If the kids from "Glee" went to the high school from Prom Night, the result would be Stage Fright. Director Jerome Sable (who adapted Stage Fright from his short "The Legend of Beaver Dam") is clearly a fan of the classic slasher films, yet the cast of Stage Fright breaks into song every chance they get. The musical numbers coupled with the choreography of Paul Becker (no stranger to horror choreography with credits that include Cabin in the Woods, The Wicker Man, and Sucker Punch) makes Stage Fright an amusing little mash-up of two distinctly different types of movies. Stage Fright hits all the stereotypes and tropes of each respective genre, creating a very purposeful parody of both.

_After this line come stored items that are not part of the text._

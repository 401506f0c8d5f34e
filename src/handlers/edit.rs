//! Actions from the avatar detail view: message-driven edits, delete, level up.

use std::time::Duration;

use async_trait::async_trait;
use tracing::{debug, info};

use crate::avatar::model::Avatar;
use crate::avatar::validate;
use crate::common::error::{BotError, BotResult, StoreError};
use crate::dispatch::response::{colour, Embed, Reply, Response};
use crate::dispatch::{BotContext, Handler, Interaction, Responder};
use crate::handlers::avatar::owned_avatar;
use crate::handlers::views;
use crate::stats::MAX_LEVEL;

/// How long an edit prompt waits for the user's answer.
pub const EDIT_TIMEOUT: Duration = Duration::from_secs(30);

#[derive(Debug, Clone, Copy, PartialEq, Eq)]
pub enum EditField {
    Name,
    Bracket,
    IconUrl,
}

impl EditField {
    fn prompt(self, avatar: &Avatar) -> String {
        match self {
            EditField::Name => format!("Send the new name for **{}**.", avatar.name),
            EditField::Bracket => format!(
                "Send the new bracket for **{}**. It must contain `text`, e.g. `[text]`.",
                avatar.name
            ),
            EditField::IconUrl => format!("Send the new image link for **{}**.", avatar.name),
        }
    }

    fn label(self) -> &'static str {
        match self {
            EditField::Name => "name",
            EditField::Bracket => "bracket",
            EditField::IconUrl => "image",
        }
    }
}

/// Store conflicts reach the user as a validation failure.
fn conflict_as_invalid(error: StoreError) -> BotError {
    match error {
        StoreError::Conflict { .. } => BotError::invalid("You already have an avatar with that name"),
        other => other.into(),
    }
}

/// Prompts, then takes the user's next message in the channel as the new value.
pub struct EditAvatar {
    pub field: EditField,
}

impl EditAvatar {
    async fn apply(&self, ctx: &BotContext, avatar: &mut Avatar, value: String) -> BotResult<()> {
        match self.field {
            EditField::Name => {
                validate::name(&value).map_err(BotError::invalid)?;
                if let Some(other) = ctx.avatars.find_by_name(avatar.owner_id, &value).await? {
                    if other.id != avatar.id {
                        return Err(BotError::invalid(format!(
                            "You already have an avatar named '{}'",
                            value
                        )));
                    }
                }
                avatar.name = value;
            }
            EditField::Bracket => {
                validate::bracket(&value).map_err(BotError::invalid)?;
                avatar.bracket = value;
            }
            EditField::IconUrl => {
                validate::icon_url(&value).map_err(BotError::invalid)?;
                avatar.icon_url = value;
            }
        }
        Ok(())
    }
}

#[async_trait]
impl Handler for EditAvatar {
    async fn handle(
        &self,
        ctx: &BotContext,
        interaction: &Interaction,
        responder: &dyn Responder,
    ) -> BotResult<Reply> {
        let mut avatar = owned_avatar(ctx, interaction).await?;

        let prompt = Embed::new()
            .colour(colour::AVATAR)
            .title(format!("✏️ Edit {}", self.field.label()))
            .description(self.field.prompt(&avatar))
            .footer(format!("You have {} seconds.", EDIT_TIMEOUT.as_secs()));
        let prompt = Response::embed(prompt);
        prompt.validate()?;
        responder.send(&prompt).await?;

        let Some(value) = responder.next_message(EDIT_TIMEOUT).await? else {
            debug!("Edit of avatar {} timed out", avatar.id);
            return Ok(Reply::Silent);
        };

        self.apply(ctx, &mut avatar, value.trim().to_string()).await?;
        ctx.avatars.update(&avatar).await.map_err(conflict_as_invalid)?;
        ctx.cache.invalidate(avatar.owner_id).await;
        info!("Avatar {} {} updated by {}", avatar.id, self.field.label(), interaction.user_id);

        Ok(Reply::Message(views::avatar_detail(ctx, &avatar).await))
    }
}

pub struct DeleteAvatar;

#[async_trait]
impl Handler for DeleteAvatar {
    async fn handle(
        &self,
        ctx: &BotContext,
        interaction: &Interaction,
        _responder: &dyn Responder,
    ) -> BotResult<Reply> {
        let avatar = owned_avatar(ctx, interaction).await?;
        if !ctx.avatars.destroy(avatar.id).await? {
            return Err(BotError::not_found(format!("avatar {}", avatar.id)));
        }
        ctx.cache.invalidate(avatar.owner_id).await;
        info!("Avatar {} '{}' deleted by {}", avatar.id, avatar.name, interaction.user_id);

        let response = views::avatar_list(ctx, interaction.user_id, &interaction.user_name)
            .await?
            .with_content(format!("🗑️ **{}** was deleted.", avatar.name));
        Ok(Reply::Message(response))
    }
}

pub struct LevelUp;

#[async_trait]
impl Handler for LevelUp {
    async fn handle(
        &self,
        ctx: &BotContext,
        interaction: &Interaction,
        _responder: &dyn Responder,
    ) -> BotResult<Reply> {
        let mut avatar = owned_avatar(ctx, interaction).await?;
        if avatar.level >= MAX_LEVEL {
            return Err(BotError::invalid(format!(
                "{} is already at the maximum level ({})",
                avatar.name, MAX_LEVEL
            )));
        }
        avatar.level += 1;
        ctx.avatars.update(&avatar).await?;
        ctx.cache.invalidate(avatar.owner_id).await;
        debug!("Avatar {} reached level {}", avatar.id, avatar.level);

        let mut response = views::avatar_detail(ctx, &avatar).await;
        if let Some(embed) = response.embeds.first_mut() {
            embed.colour = colour::LEVEL_UP;
        }
        response.content = Some(format!("⬆️ **{}** is now level {}!", avatar.name, avatar.level));
        Ok(Reply::Message(response))
    }
}

#[cfg(test)]
mod tests {
    use super::*;
    use crate::avatar::model::NewAvatar;
    use crate::dispatch::testing::{RecordingResponder, Sent};
    use crate::dispatch::Kind;

    async fn seed(ctx: &BotContext, owner_id: u64, name: &str) -> Avatar {
        ctx.avatars
            .create(NewAvatar {
                owner_id,
                name: name.to_string(),
                bracket: "[text]".to_string(),
                icon_url: "https://example.com/a.png".to_string(),
                species: "dwarf".to_string(),
            })
            .await
            .unwrap()
    }

    async fn stored(ctx: &BotContext, avatar: &Avatar) -> Avatar {
        let avatars = ctx.avatars.find_all(avatar.owner_id).await.unwrap();
        avatars.into_iter().find(|a| a.id == avatar.id).unwrap()
    }

    fn button(prefix: &str, avatar: &Avatar, user_id: u64) -> Interaction {
        Interaction::new(Kind::Button, format!("{}{}", prefix, avatar.id), user_id)
    }

    #[tokio::test]
    async fn test_rename_from_next_message() {
        let ctx = BotContext::for_tests();
        let aria = seed(&ctx, 1, "Aria").await;
        ctx.cache.get(1).await.unwrap();

        let responder = RecordingResponder::with_incoming(&["  Brom  "]);
        let handler = EditAvatar { field: EditField::Name };
        let reply = handler.handle(&ctx, &button("edit_name_", &aria, 1), &responder).await.unwrap();

        assert!(matches!(reply, Reply::Message(_)));
        assert!(matches!(&responder.sent()[0], Sent::Message(_)));
        let renamed = stored(&ctx, &aria).await;
        assert_eq!(renamed.name, "Brom");
        assert_eq!(ctx.cache.get(1).await.unwrap()[0].name, "Brom");
    }

    #[tokio::test]
    async fn test_oversized_prompt_is_not_sent() {
        let ctx = BotContext::for_tests();
        let long = seed(&ctx, 1, &"n".repeat(5000)).await;
        let responder = RecordingResponder::with_incoming(&["Brom"]);

        let result = EditAvatar { field: EditField::Name }
            .handle(&ctx, &button("edit_name_", &long, 1), &responder)
            .await;
        assert!(matches!(result, Err(BotError::Limits(_))));
        assert!(responder.sent().is_empty());
        assert_eq!(stored(&ctx, &long).await.name.len(), 5000);
    }

    #[tokio::test]
    async fn test_edit_timeout_is_silent() {
        let ctx = BotContext::for_tests();
        let aria = seed(&ctx, 1, "Aria").await;
        let handler = EditAvatar { field: EditField::Bracket };
        let reply = handler
            .handle(&ctx, &button("edit_bracket_", &aria, 1), &RecordingResponder::new())
            .await
            .unwrap();
        assert_eq!(reply, Reply::Silent);
        assert_eq!(stored(&ctx, &aria).await.bracket, "[text]");
    }

    #[tokio::test]
    async fn test_edit_rejects_bad_values() {
        let ctx = BotContext::for_tests();
        let aria = seed(&ctx, 1, "Aria").await;
        seed(&ctx, 1, "Brom").await;

        let rename = EditAvatar { field: EditField::Name };
        let result = rename
            .handle(&ctx, &button("edit_name_", &aria, 1), &RecordingResponder::with_incoming(&["Brom"]))
            .await;
        assert!(matches!(result, Err(BotError::Validation(_))));

        let icon = EditAvatar { field: EditField::IconUrl };
        let result = icon
            .handle(
                &ctx,
                &button("edit_avatar_url_", &aria, 1),
                &RecordingResponder::with_incoming(&["https://example.com/page.html"]),
            )
            .await;
        assert!(matches!(result, Err(BotError::Validation(_))));
    }

    #[tokio::test]
    async fn test_edit_foreign_avatar_not_found() {
        let ctx = BotContext::for_tests();
        let aria = seed(&ctx, 1, "Aria").await;
        let handler = EditAvatar { field: EditField::Name };
        let result = handler
            .handle(&ctx, &button("edit_name_", &aria, 2), &RecordingResponder::with_incoming(&["Mine"]))
            .await;
        assert!(matches!(result, Err(BotError::NotFound { .. })));
    }

    #[tokio::test]
    async fn test_delete_shows_list() {
        let ctx = BotContext::for_tests();
        let aria = seed(&ctx, 1, "Aria").await;
        let reply = DeleteAvatar
            .handle(&ctx, &button("delete_avatar_", &aria, 1), &RecordingResponder::new())
            .await
            .unwrap();
        assert!(matches!(reply, Reply::Message(r) if r.content.as_deref() == Some("🗑️ **Aria** was deleted.")));
        assert!(ctx.cache.get(1).await.unwrap().is_empty());
    }

    #[tokio::test]
    async fn test_level_up_caps() {
        let ctx = BotContext::for_tests();
        let mut aria = seed(&ctx, 1, "Aria").await;

        LevelUp
            .handle(&ctx, &button("levelup_", &aria, 1), &RecordingResponder::new())
            .await
            .unwrap();
        assert_eq!(stored(&ctx, &aria).await.level, 2);

        aria.level = MAX_LEVEL;
        ctx.avatars.update(&aria).await.unwrap();
        ctx.cache.invalidate(1).await;
        let result = LevelUp
            .handle(&ctx, &button("levelup_", &aria, 1), &RecordingResponder::new())
            .await;
        assert!(matches!(result, Err(BotError::Validation(_))));
    }
}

The whole plot of Stage Fright is a tribute to The Phantom of the Opera, right down to the title of the play which the camp selects to perform, but the influence of classic films does not stop with that. There are a ton of fun and sneaky references to other movies in Stage Fright; it's one of those movies that will be most enjoyed by loyal fans of horror movies and Hollywood musicals, because it contains nods to several films from both canons, both visually and musically. It's a bit like "The Simpsons" in that it gets funnier as the knowledge base of the viewer grows, and subsequent views will undoubtedly reveal even more sly little winks. It's all part of Stage Fright's master plan to pay tribute to what has come before, and it accomplishes it in the most original way possible.

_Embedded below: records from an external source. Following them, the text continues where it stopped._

//! Handler registry and the layered resolution rules.
//!
//! Keys are slash-separated paths such as `avatar/avatar` or
//! `buttons/edit_name_`. The registry is filled once at startup and only
//! read afterwards.

use std::collections::HashMap;
use std::fmt;
use std::sync::Arc;

use async_trait::async_trait;
use tracing::{debug, warn};

use crate::common::error::BotResult;
use crate::dispatch::context::BotContext;
use crate::dispatch::interaction::{Interaction, Kind};
use crate::dispatch::responder::Responder;
use crate::dispatch::response::Reply;

/// Prefixes tried after the main-command path.
pub const ORGANIZATIONAL_PREFIXES: [&str; 4] = ["commands/", "buttons/", "modals/", "selects/"];

#[async_trait]
pub trait Handler: Send + Sync {
    async fn handle(
        &self,
        ctx: &BotContext,
        interaction: &Interaction,
        responder: &dyn Responder,
    ) -> BotResult<Reply>;
}

/// How the router acknowledges before running the handler.
#[derive(Debug, Clone, Copy, Default, PartialEq, Eq)]
pub enum Ack {
    #[default]
    Defer,
    /// The handler answers with a form, which must be the first response.
    Modal,
}

#[derive(Clone)]
pub struct HandlerRegistration {
    pub key: String,
    pub kind: Kind,
    pub ack: Ack,
    pub handler: Arc<dyn Handler>,
}

impl HandlerRegistration {
    pub fn new(key: impl Into<String>, kind: Kind, handler: impl Handler + 'static) -> Self {
        Self {
            key: key.into(),
            kind,
            ack: Ack::Defer,
            handler: Arc::new(handler),
        }
    }

    pub fn with_ack(mut self, ack: Ack) -> Self {
        self.ack = ack;
        self
    }

    /// Trailing path segment of the key.
    pub fn name(&self) -> &str {
        self.key.rsplit('/').next().unwrap_or(&self.key)
    }

    /// Whether this registration may serve `kind`. A key whose leading
    /// segment names another kind is never compatible.
    fn serves(&self, kind: Kind) -> bool {
        if self.kind != kind {
            return false;
        }
        match self.key.split_once('/') {
            Some((segment, _)) => Kind::from_segment(segment).map_or(true, |signalled| signalled == kind),
            None => true,
        }
    }
}

impl fmt::Debug for HandlerRegistration {
    fn fmt(&self, f: &mut fmt::Formatter<'_>) -> fmt::Result {
        f.debug_struct("HandlerRegistration")
            .field("key", &self.key)
            .field("kind", &self.kind)
            .field("ack", &self.ack)
            .finish()
    }
}

/// One resolution rule. Tried in declaration order; first hit wins.
#[derive(Debug, Clone, Copy, PartialEq, Eq)]
pub enum Strategy {
    /// `{kind}/{identifier}`, e.g. `autocomplete/avatar`
    ExactMatch,
    /// `{identifier}/{identifier}`
    MainPath,
    /// `commands/`, `buttons/`, `modals/`, `selects/` + identifier
    OrganizationalPrefix,
    /// bare `identifier`
    TopLevel,
    /// first key whose name is a prefix of, or contained in, the identifier
    SubstringFallback,
    /// `edit_name_42` retried as `edit_name_` through the direct rules
    SuffixStrip,
}

impl Strategy {
    pub const ORDER: [Strategy; 6] = [
        Strategy::ExactMatch,
        Strategy::MainPath,
        Strategy::OrganizationalPrefix,
        Strategy::TopLevel,
        Strategy::SubstringFallback,
        Strategy::SuffixStrip,
    ];

    const DIRECT: [Strategy; 4] = [
        Strategy::ExactMatch,
        Strategy::MainPath,
        Strategy::OrganizationalPrefix,
        Strategy::TopLevel,
    ];
}

#[derive(Debug, Default)]
pub struct DispatchRegistry {
    registrations: Vec<HandlerRegistration>,
    index: HashMap<String, usize>,
}

impl DispatchRegistry {
    pub fn new() -> Self {
        Self::default()
    }

    /// Add a handler. A repeated key replaces the earlier one in place.
    pub fn register(&mut self, registration: HandlerRegistration) -> &mut Self {
        match self.index.get(&registration.key) {
            Some(&slot) => {
                warn!("Handler '{}' registered twice, replacing", registration.key);
                self.registrations[slot] = registration;
            }
            None => {
                self.index
                    .insert(registration.key.clone(), self.registrations.len());
                self.registrations.push(registration);
            }
        }
        self
    }

    pub fn len(&self) -> usize {
        self.registrations.len()
    }

    pub fn resolve(&self, kind: Kind, identifier: &str) -> Option<&HandlerRegistration> {
        self.resolve_traced(kind, identifier).map(|(_, registration)| registration)
    }

    /// Like [`resolve`](Self::resolve), also reporting the rule that matched.
    pub fn resolve_traced(
        &self,
        kind: Kind,
        identifier: &str,
    ) -> Option<(Strategy, &HandlerRegistration)> {
        if kind == Kind::Autocomplete {
            return self
                .apply(Strategy::ExactMatch, kind, identifier)
                .map(|registration| (Strategy::ExactMatch, registration));
        }

        let hit = Strategy::ORDER.iter().find_map(|&strategy| {
            self.apply(strategy, kind, identifier)
                .map(|registration| (strategy, registration))
        });
        if let Some((strategy, registration)) = &hit {
            debug!(
                "Resolved {} '{}' to '{}' via {:?}",
                kind, identifier, registration.key, strategy
            );
        }
        hit
    }

    fn apply(&self, strategy: Strategy, kind: Kind, identifier: &str) -> Option<&HandlerRegistration> {
        match strategy {
            Strategy::ExactMatch => self.lookup(&format!("{}/{}", kind, identifier), kind),
            Strategy::MainPath => self.lookup(&format!("{}/{}", identifier, identifier), kind),
            Strategy::OrganizationalPrefix => ORGANIZATIONAL_PREFIXES
                .iter()
                .find_map(|prefix| self.lookup(&format!("{}{}", prefix, identifier), kind)),
            Strategy::TopLevel => self.lookup(identifier, kind),
            Strategy::SubstringFallback => self.registrations.iter().find(|registration| {
                let name = registration.name();
                registration.serves(kind)
                    && !name.is_empty()
                    && (identifier.starts_with(name) || identifier.contains(name))
            }),
            Strategy::SuffixStrip => {
                let stripped = strip_suffix(identifier)?;
                Strategy::DIRECT
                    .iter()
                    .find_map(|&direct| self.apply(direct, kind, &stripped))
            }
        }
    }

    fn lookup(&self, key: &str, kind: Kind) -> Option<&HandlerRegistration> {
        let registration = &self.registrations[*self.index.get(key)?];
        registration.serves(kind).then_some(registration)
    }
}

/// `edit_name_42` -> `edit_name_`. `None` when nothing would change.
fn strip_suffix(identifier: &str) -> Option<String> {
    let (head, tail) = identifier.rsplit_once('_')?;
    if tail.is_empty() {
        return None;
    }
    Some(format!("{}_", head))
}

The reason for beginning this review with a disclaimer is this: Stage Fright is not for everyone. Personally, I thought it was great. It does have issues, but the merging of two distinct genres that I love into one cohesive film was enough for me to overlook them. People who don't have the same appreciation for campy musicals may not agree. Those who do love to see people literally singing their guts out, Stage Fright is for you.
Special Effects
As a fan of classic slasher movies, Jerome Sable made a point of doing Stage Fright's special effects the old fashioned way, using practical, in-camera tricks. For help with this, the director enlisted the services of special makeup effects designer David Scott, the man who did the effects for the Resident Evil movies and the Dawn of the Dead remake. There is plenty of carnage in Stage Fright, and the kills are fun throwbacks to the age of the splatter flick. Some are typical, using standard implements like knives to slit throats and such, while others are more creative (there's a light bulb scene that makes Oculus' light bulb scene look like a puppet show), but it's all gruesomely well done. The visual effects hold up the horror end of the bargain in Stage Fright's horror/musical hybrid.
Because it's truly a musical, the score for Stage Fright had to be just right. Being an accomplished composer in his own right, Jerome Sable left nothing to chance and wrote the music himself along with his musical collaborator, Eli Batalion (who worked with Sable on the music for The Legend of Beaver Dam as well). And they pretty much nail it. The music and lyrics for the film are note-perfect imitations of classic musical theater soundtracks, almost to the point of being satires. It's not an opera in the sense that, say, Les Miserables is an opera, but it's closer than most musicals; Stage Fright is practically all music, with most of the dialogue delivered via song, so it's a good thing for the viewer that the music is easy on the ears.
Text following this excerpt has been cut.